On an existential level, pornography objectifies human beings, reducing them to the status of commodities. There is no need to engage with them as real people because the sexual stimulus is entirely one sided. This encourages the viewer to regard the subject as less than human. Of course, all of us like to be objectified on some level – to be told that we are handsome or pretty. But for us to benefit, we have to have some degree of personal exchange with the spectator. Pornography lends distance and alienation.
That objectification has lethal consequences. Porn addiction is a common trait among serial killers. The murderer Ted Bundy detailed his experiences thus: “I would keep looking for more explicit, more graphic kinds of materials … until you reach the point where the pornography only goes so far. You reach that jumping-off point where you begin to wonder if maybe actually doing it will give you that which is beyond just reading about it or looking at it.” This is not to suggest that pornography conditions the madman’s mind. But, as with latent pedophilia, it normalizes and feeds perverse desires. It reduces humanity to fresh meat. It becomes easy to disassociate sex from mutual pleasure, violence from pain.

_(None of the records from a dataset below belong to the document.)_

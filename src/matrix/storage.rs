//! Storage: device memory management with Arc-based sharing

use crate::dtype::{DType, Element};
use crate::error::Result;
use crate::runtime::Runtime;
use std::sync::Arc;

/// Storage for matrix data on a device
///
/// Storage wraps device memory with reference counting, enabling zero-copy
/// views (transpose, borrowed operands) that share the underlying buffer.
///
/// Memory is deallocated when the last reference is dropped.
pub struct Storage<R: Runtime> {
    inner: Arc<StorageInner<R>>,
}

struct StorageInner<R: Runtime> {
    /// Raw device pointer (GPU address or CPU ptr cast to u64)
    ptr: u64,
    /// Number of elements (not bytes)
    len: usize,
    /// Element type
    dtype: DType,
    /// Device where memory is allocated
    device: R::Device,
}

impl<R: Runtime> Storage<R> {
    /// Allocate storage for `len` elements of type `dtype`
    ///
    /// The memory is zero-initialized.
    pub fn new(len: usize, dtype: DType, device: &R::Device) -> Result<Self> {
        let size_bytes = len * dtype.size_in_bytes();
        let ptr = R::allocate(size_bytes, device)?;
        if size_bytes > 0 {
            R::copy_to_device(&vec![0u8; size_bytes], ptr, device)?;
        }

        Ok(Self {
            inner: Arc::new(StorageInner {
                ptr,
                len,
                dtype,
                device: device.clone(),
            }),
        })
    }

    /// Create storage from existing data with inferred dtype
    ///
    /// Copies `data` to the device.
    pub fn from_slice<T: Element>(data: &[T], device: &R::Device) -> Result<Self> {
        let bytes = bytemuck::cast_slice(data);
        let ptr = R::allocate(bytes.len(), device)?;
        R::copy_to_device(bytes, ptr, device)?;

        Ok(Self {
            inner: Arc::new(StorageInner {
                ptr,
                len: data.len(),
                dtype: T::DTYPE,
                device: device.clone(),
            }),
        })
    }

    /// Get the raw device pointer
    #[inline]
    pub fn ptr(&self) -> u64 {
        self.inner.ptr
    }

    /// Get the number of elements
    #[inline]
    pub fn len(&self) -> usize {
        self.inner.len
    }

    /// Check if storage is empty
    #[inline]
    pub fn is_empty(&self) -> bool {
        self.inner.len == 0
    }

    /// Get the element type
    #[inline]
    pub fn dtype(&self) -> DType {
        self.inner.dtype
    }

    /// Get the device
    #[inline]
    pub fn device(&self) -> &R::Device {
        &self.inner.device
    }

    /// Get size in bytes
    #[inline]
    pub fn size_in_bytes(&self) -> usize {
        self.inner.len * self.inner.dtype.size_in_bytes()
    }

    /// Whether two storages share the same underlying buffer
    #[inline]
    pub fn same_buffer(&self, other: &Self) -> bool {
        Arc::ptr_eq(&self.inner, &other.inner)
    }

    /// Copy data from device to host
    ///
    /// Allocates with the alignment of `T`, then casts to bytes for the
    /// copy, avoiding alignment violations for f64/i64 readback.
    pub fn to_vec<T: bytemuck::Pod>(&self) -> Vec<T> {
        let elem = std::mem::size_of::<T>();
        let count = self.size_in_bytes() / elem.max(1);
        let mut result = vec![T::zeroed(); count];
        if count > 0 {
            let bytes: &mut [u8] = bytemuck::cast_slice_mut(&mut result);
            R::copy_from_device(self.inner.ptr, bytes, &self.inner.device)
                .expect("copy_from_device failed in to_vec()");
        }
        result
    }
}

impl<R: Runtime> Clone for Storage<R> {
    /// Clone increments the reference count (zero-copy)
    fn clone(&self) -> Self {
        Self {
            inner: Arc::clone(&self.inner),
        }
    }
}

impl<R: Runtime> Drop for StorageInner<R> {
    fn drop(&mut self) {
        if self.ptr != 0 {
            R::deallocate(
                self.ptr,
                self.len * self.dtype.size_in_bytes(),
                &self.device,
            );
        }
    }
}

impl<R: Runtime> std::fmt::Debug for Storage<R> {
    fn fmt(&self, f: &mut std::fmt::Formatter<'_>) -> std::fmt::Result {
        f.debug_struct("Storage")
            .field("ptr", &format!("0x{:x}", self.inner.ptr))
            .field("len", &self.inner.len)
            .field("dtype", &self.inner.dtype)
            .field("refs", &Arc::strong_count(&self.inner))
            .finish()
    }
}
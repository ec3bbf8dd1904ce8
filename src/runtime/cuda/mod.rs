//! CUDA runtime implementation
//!
//! GPU backend via NVIDIA CUDA using cudarc, with the multiply delegated to
//! the cuSPARSE generic API.
//!
//! # Panics
//!
//! `Runtime::default_client` panics if the CUDA context, stream, or
//! cuSPARSE handle cannot be created; construct [`CudaClient`] directly to
//! handle initialization errors. Memory and compute errors after
//! initialization are reported through `Result`.

mod blas;
mod client;
mod cusparse;
mod device;
mod kernels;
mod runtime;

pub use client::{CudaAllocator, CudaClient};
pub use cusparse::{CsrDescriptor, CudaSparse, DnMatDescriptor};
pub use device::{CudaDevice, CudaError};
pub use runtime::CudaRuntime;
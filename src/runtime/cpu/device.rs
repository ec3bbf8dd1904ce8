//! Host device identification

use crate::runtime::Device;

/// The host CPU device
///
/// There is only one host device; all instances compare equal.
#[derive(Clone, Debug, Default, PartialEq, Eq)]
pub struct CpuDevice;

impl CpuDevice {
    /// Create a new CPU device handle
    pub fn new() -> Self {
        Self
    }
}

impl Device for CpuDevice {
    fn id(&self) -> usize {
        0
    }

    fn name(&self) -> String {
        "cpu".to_string()
    }
}
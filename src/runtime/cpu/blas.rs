//! Host sparse BLAS primitive
//!
//! A reference implementation of the sparse BLAS boundary: descriptor
//! structs are plain metadata, the workspace size query returns a small
//! deterministic request, and the compute entry points run a row-parallel
//! CSR kernel directly on host memory. Every capability tier shares this
//! kernel, which is what makes the tiers numerically interchangeable.

use super::client::CpuClient;
use super::runtime::CpuRuntime;
use crate::dtype::{DType, Element};
use crate::error::{Error, Result};
use crate::matrix::{CsrMatrix, DenseMatrix, IndexWidth, Storage, StorageOrder};
use crate::runtime::blas::{DenseOperand, Operation, SparseBlas, SpmmAlg, SpmmCapability};
use crate::runtime::RuntimeClient;

/// Host sparse matrix descriptor
#[derive(Debug)]
pub struct HostSpMat {
    rows: usize,
    cols: usize,
    row_ptrs: u64,
    col_indices: u64,
    values: u64,
    dtype: DType,
}

/// Host dense matrix descriptor
#[derive(Debug)]
pub struct HostDnMat(DenseOperand);

/// Element strides of a dense operand derived from its order and leading
/// dimension
fn operand_strides(op: &DenseOperand) -> [isize; 2] {
    match op.order {
        StorageOrder::RowMajor => [op.ld as isize, 1],
        StorageOrder::ColumnMajor => [1, op.ld as isize],
    }
}

/// Scale one row of C by beta, then accumulate `alpha * A[i, :] @ op(B)`
///
/// # Safety
/// All pointers must address valid host buffers consistent with `n`, the
/// row-pointer slice at `i`, and the given strides.
unsafe fn scale_and_accumulate_row<T: Element>(
    i: usize,
    n: usize,
    beta_is_zero: bool,
    beta: T,
    alpha: T,
    row_ptrs: *const i32,
    col_indices: *const i32,
    values: *const T,
    b: *const T,
    b_strides: [isize; 2],
    c: *mut T,
    c_strides: [isize; 2],
) {
    let row = i as isize * c_strides[0];
    for j in 0..n {
        let cij = c.offset(row + j as isize * c_strides[1]);
        // BLAS convention: beta == 0 overwrites, so uninitialized output
        // never contaminates the result
        *cij = if beta_is_zero { T::zero() } else { beta * *cij };
    }

    let start = *row_ptrs.add(i) as usize;
    let end = *row_ptrs.add(i + 1) as usize;
    for p in start..end {
        let k = *col_indices.add(p) as isize;
        let scaled = alpha * *values.add(p);
        for j in 0..n {
            let cij = c.offset(row + j as isize * c_strides[1]);
            let bkj = *b.offset(k * b_strides[0] + j as isize * b_strides[1]);
            *cij = *cij + scaled * bkj;
        }
    }
}

/// CSR × dense multiply-accumulate worker: `C = alpha * A @ B + beta * C`
///
/// Rows of C are independent, so the outer loop parallelizes over them.
///
/// # Safety
/// See [`scale_and_accumulate_row`]; additionally `row_ptrs` must hold
/// `m + 1` entries.
#[allow(clippy::too_many_arguments)]
unsafe fn addmm_csr_dense_worker<T: Element>(
    m: usize,
    n: usize,
    beta: T,
    alpha: T,
    row_ptrs: *const i32,
    col_indices: *const i32,
    values: *const T,
    b: *const T,
    b_strides: [isize; 2],
    c: *mut T,
    c_strides: [isize; 2],
) {
    let beta_is_zero = beta.to_f64() == 0.0;

    #[cfg(feature = "rayon")]
    {
        if m > 1 {
            use rayon::prelude::*;
            let rp_addr = row_ptrs as usize;
            let ci_addr = col_indices as usize;
            let va_addr = values as usize;
            let b_addr = b as usize;
            let c_addr = c as usize;
            (0..m).into_par_iter().for_each(|i| unsafe {
                scale_and_accumulate_row::<T>(
                    i,
                    n,
                    beta_is_zero,
                    beta,
                    alpha,
                    rp_addr as *const i32,
                    ci_addr as *const i32,
                    va_addr as *const T,
                    b_addr as *const T,
                    b_strides,
                    c_addr as *mut T,
                    c_strides,
                );
            });
            return;
        }
    }

    for i in 0..m {
        scale_and_accumulate_row::<T>(
            i,
            n,
            beta_is_zero,
            beta,
            alpha,
            row_ptrs,
            col_indices,
            values,
            b,
            b_strides,
            c,
            c_strides,
        );
    }
}

impl SparseBlas<CpuRuntime> for CpuClient {
    type SpMat = HostSpMat;
    type DnMat = HostDnMat;

    fn spmm_capability(&self) -> SpmmCapability {
        self.capability
    }

    fn csr_with_i32_indices(
        &self,
        mat: &CsrMatrix<CpuRuntime>,
    ) -> Result<CsrMatrix<CpuRuntime>> {
        if mat.index_width() == IndexWidth::I32 {
            return Ok(mat.clone());
        }

        let narrow = |buf: &Storage<CpuRuntime>| -> Result<Storage<CpuRuntime>> {
            let wide: Vec<i64> = buf.to_vec();
            let narrow: Vec<i32> = wide
                .iter()
                .map(|&x| {
                    i32::try_from(x).map_err(|_| {
                        Error::Internal(format!(
                            "sparse index {} exceeds the 32-bit range required by the primitive",
                            x
                        ))
                    })
                })
                .collect::<Result<_>>()?;
            Storage::from_slice(&narrow, self.device())
        };

        CsrMatrix::new(
            narrow(mat.row_ptrs())?,
            narrow(mat.col_indices())?,
            mat.values().clone(),
            mat.shape(),
        )
    }

    fn csr_descriptor(&self, mat: &CsrMatrix<CpuRuntime>) -> Result<HostSpMat> {
        if mat.index_width() != IndexWidth::I32 {
            return Err(Error::Internal(
                "sparse descriptor requires 32-bit indices".to_string(),
            ));
        }
        Ok(HostSpMat {
            rows: mat.rows(),
            cols: mat.cols(),
            row_ptrs: mat.row_ptrs().ptr(),
            col_indices: mat.col_indices().ptr(),
            values: mat.values().ptr(),
            dtype: mat.dtype(),
        })
    }

    fn dense_descriptor(&self, operand: DenseOperand) -> Result<HostDnMat> {
        Ok(HostDnMat(operand))
    }

    fn spmm_buffer_size<T: Element>(
        &self,
        _op_a: Operation,
        _op_b: Operation,
        _alpha: T,
        a: &HostSpMat,
        _b: &HostDnMat,
        _beta: T,
        _c: &HostDnMat,
        _alg: SpmmAlg,
    ) -> Result<usize> {
        // Per-row scratch, mirroring how vendor kernels size their workspace
        Ok(a.rows * std::mem::size_of::<T>())
    }

    fn spmm<T: Element>(
        &self,
        op_a: Operation,
        op_b: Operation,
        alpha: T,
        a: &HostSpMat,
        b: &HostDnMat,
        beta: T,
        c: &HostDnMat,
        _alg: SpmmAlg,
        _workspace: u64,
    ) -> Result<()> {
        if op_a != Operation::NonTranspose {
            return Err(Error::primitive("spmm", "STATUS_NOT_SUPPORTED"));
        }

        let (bk, bn, b_strides) = {
            let strides = operand_strides(&b.0);
            match op_b {
                Operation::NonTranspose => (b.0.rows, b.0.cols, strides),
                Operation::Transpose => (b.0.cols, b.0.rows, [strides[1], strides[0]]),
            }
        };

        if bk != a.cols || c.0.rows != a.rows || c.0.cols != bn {
            return Err(Error::primitive("spmm", "STATUS_INVALID_VALUE"));
        }
        if a.dtype != b.0.dtype || a.dtype != c.0.dtype || a.dtype != T::DTYPE {
            return Err(Error::primitive("spmm", "STATUS_INVALID_VALUE"));
        }

        let c_strides = operand_strides(&c.0);
        unsafe {
            addmm_csr_dense_worker::<T>(
                a.rows,
                bn,
                beta,
                alpha,
                a.row_ptrs as *const i32,
                a.col_indices as *const i32,
                a.values as *const T,
                b.0.ptr as *const T,
                b_strides,
                c.0.ptr as *mut T,
                c_strides,
            );
        }
        Ok(())
    }

    fn spmm_legacy<T: Element>(
        &self,
        _nnz: usize,
        m: usize,
        n: usize,
        k: usize,
        beta: T,
        alpha: T,
        row_ptrs: &Storage<CpuRuntime>,
        col_indices: &Storage<CpuRuntime>,
        values: &Storage<CpuRuntime>,
        b: &DenseMatrix<CpuRuntime>,
        c: &DenseMatrix<CpuRuntime>,
    ) -> Result<()> {
        if row_ptrs.dtype() != DType::I32 || col_indices.dtype() != DType::I32 {
            return Err(Error::primitive("spmm_legacy", "STATUS_INVALID_VALUE"));
        }
        if b.shape() != [k, n] || c.shape() != [m, n] {
            return Err(Error::primitive("spmm_legacy", "STATUS_INVALID_VALUE"));
        }
        if values.dtype() != b.dtype() || values.dtype() != c.dtype() {
            return Err(Error::primitive("spmm_legacy", "STATUS_INVALID_VALUE"));
        }

        // The legacy worker addresses operands through their raw strides and
        // needs no layout negotiation.
        let elem = c.dtype().size_in_bytes() as u64;
        let b_ptr = b.storage().ptr() + b.layout().offset() as u64 * elem;
        let c_ptr = c.storage().ptr() + c.layout().offset() as u64 * elem;
        unsafe {
            addmm_csr_dense_worker::<T>(
                m,
                n,
                beta,
                alpha,
                row_ptrs.ptr() as *const i32,
                col_indices.ptr() as *const i32,
                values.ptr() as *const T,
                b_ptr as *const T,
                b.layout().strides(),
                c_ptr as *mut T,
                c.layout().strides(),
            );
        }
        Ok(())
    }
}
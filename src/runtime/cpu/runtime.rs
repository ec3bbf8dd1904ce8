//! Host runtime implementation

use super::client::CpuClient;
use super::device::CpuDevice;
use crate::error::{Error, Result};
use crate::runtime::Runtime;
use std::alloc::{alloc_zeroed, dealloc, Layout as AllocLayout};

/// Host compute runtime
///
/// This is the default runtime that works on any platform. Memory is
/// allocated on the heap using the system allocator, 64-byte aligned for
/// SIMD compatibility.
#[derive(Clone, Debug, Default)]
pub struct CpuRuntime;

/// Allocation alignment for SIMD compatibility
const ALIGN: usize = 64;

impl Runtime for CpuRuntime {
    type Device = CpuDevice;
    type Client = CpuClient;
    type Allocator = super::client::CpuAllocator;

    fn name() -> &'static str {
        "cpu"
    }

    fn allocate(size_bytes: usize, _device: &Self::Device) -> Result<u64> {
        if size_bytes == 0 {
            return Ok(0);
        }

        let layout = AllocLayout::from_size_align(size_bytes, ALIGN)
            .map_err(|_| Error::OutOfMemory { size: size_bytes })?;
        let ptr = unsafe { alloc_zeroed(layout) };
        if ptr.is_null() {
            return Err(Error::OutOfMemory { size: size_bytes });
        }

        Ok(ptr as u64)
    }

    fn deallocate(ptr: u64, size_bytes: usize, _device: &Self::Device) {
        if ptr == 0 || size_bytes == 0 {
            return;
        }

        let layout = AllocLayout::from_size_align(size_bytes, ALIGN)
            .expect("Invalid deallocation layout");
        unsafe {
            dealloc(ptr as *mut u8, layout);
        }
    }

    fn copy_to_device(src: &[u8], dst: u64, _device: &Self::Device) -> Result<()> {
        if src.is_empty() || dst == 0 {
            return Ok(());
        }

        unsafe {
            std::ptr::copy_nonoverlapping(src.as_ptr(), dst as *mut u8, src.len());
        }
        Ok(())
    }

    fn copy_from_device(src: u64, dst: &mut [u8], _device: &Self::Device) -> Result<()> {
        if dst.is_empty() || src == 0 {
            return Ok(());
        }

        unsafe {
            std::ptr::copy_nonoverlapping(src as *const u8, dst.as_mut_ptr(), dst.len());
        }
        Ok(())
    }

    fn copy_translate(
        src: u64,
        src_offset: usize,
        src_strides: [isize; 2],
        dst: u64,
        dst_offset: usize,
        dst_strides: [isize; 2],
        shape: [usize; 2],
        elem_size: usize,
        _device: &Self::Device,
    ) -> Result<()> {
        let [rows, cols] = shape;
        if src == 0 || dst == 0 || rows == 0 || cols == 0 {
            return Ok(());
        }

        let src_base = src as *const u8;
        let dst_base = dst as *mut u8;

        for i in 0..rows {
            for j in 0..cols {
                let src_elem = src_offset as isize
                    + i as isize * src_strides[0]
                    + j as isize * src_strides[1];
                let dst_elem = dst_offset as isize
                    + i as isize * dst_strides[0]
                    + j as isize * dst_strides[1];
                unsafe {
                    std::ptr::copy_nonoverlapping(
                        src_base.offset(src_elem * elem_size as isize),
                        dst_base.offset(dst_elem * elem_size as isize),
                        elem_size,
                    );
                }
            }
        }
        Ok(())
    }

    fn default_device() -> Self::Device {
        CpuDevice::new()
    }

    fn default_client(device: &Self::Device) -> Self::Client {
        CpuClient::new(device.clone())
    }
}

#[cfg(test)]
mod tests {
    use super::*;

    #[test]
    fn test_allocate_roundtrip() {
        let device = CpuDevice::new();
        let ptr = CpuRuntime::allocate(128, &device).unwrap();
        assert_ne!(ptr, 0);

        let data = [1u8, 2, 3, 4];
        CpuRuntime::copy_to_device(&data, ptr, &device).unwrap();
        let mut back = [0u8; 4];
        CpuRuntime::copy_from_device(ptr, &mut back, &device).unwrap();
        assert_eq!(back, data);

        CpuRuntime::deallocate(ptr, 128, &device);
    }

    #[test]
    fn test_copy_translate_row_to_column_major() {
        let device = CpuDevice::new();
        let src = [1.0f32, 2.0, 3.0, 4.0, 5.0, 6.0]; // 2x3 row-major
        let src_ptr = CpuRuntime::allocate(24, &device).unwrap();
        let dst_ptr = CpuRuntime::allocate(24, &device).unwrap();
        CpuRuntime::copy_to_device(bytemuck::cast_slice(&src), src_ptr, &device).unwrap();

        CpuRuntime::copy_translate(src_ptr, 0, [3, 1], dst_ptr, 0, [1, 2], [2, 3], 4, &device)
            .unwrap();

        let mut out = [0.0f32; 6];
        CpuRuntime::copy_from_device(dst_ptr, bytemuck::cast_slice_mut(&mut out), &device)
            .unwrap();
        // Column-major layout of the same logical matrix
        assert_eq!(out, [1.0, 4.0, 2.0, 5.0, 3.0, 6.0]);

        CpuRuntime::deallocate(src_ptr, 24, &device);
        CpuRuntime::deallocate(dst_ptr, 24, &device);
    }
}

The profusion of legalized porn reflects so many paradoxes about 21st century society. We are supposedly an epoch that respects the personhood of women, and yet we objectify them. Gays are trying to build stable families, and yet they are ghettoized by a culture that stresses fetish and permissiveness. We assiduously protect the virginity of children, but we take away their emotional innocence as soon as possible. Most bizarrely of all, we have a conservative movement that prioritizes the freedoms of business over the health of society as a whole. Give me a conservative presidential candidate who values the souls of the vulnerable over the bottom dollar and there you will find my vote.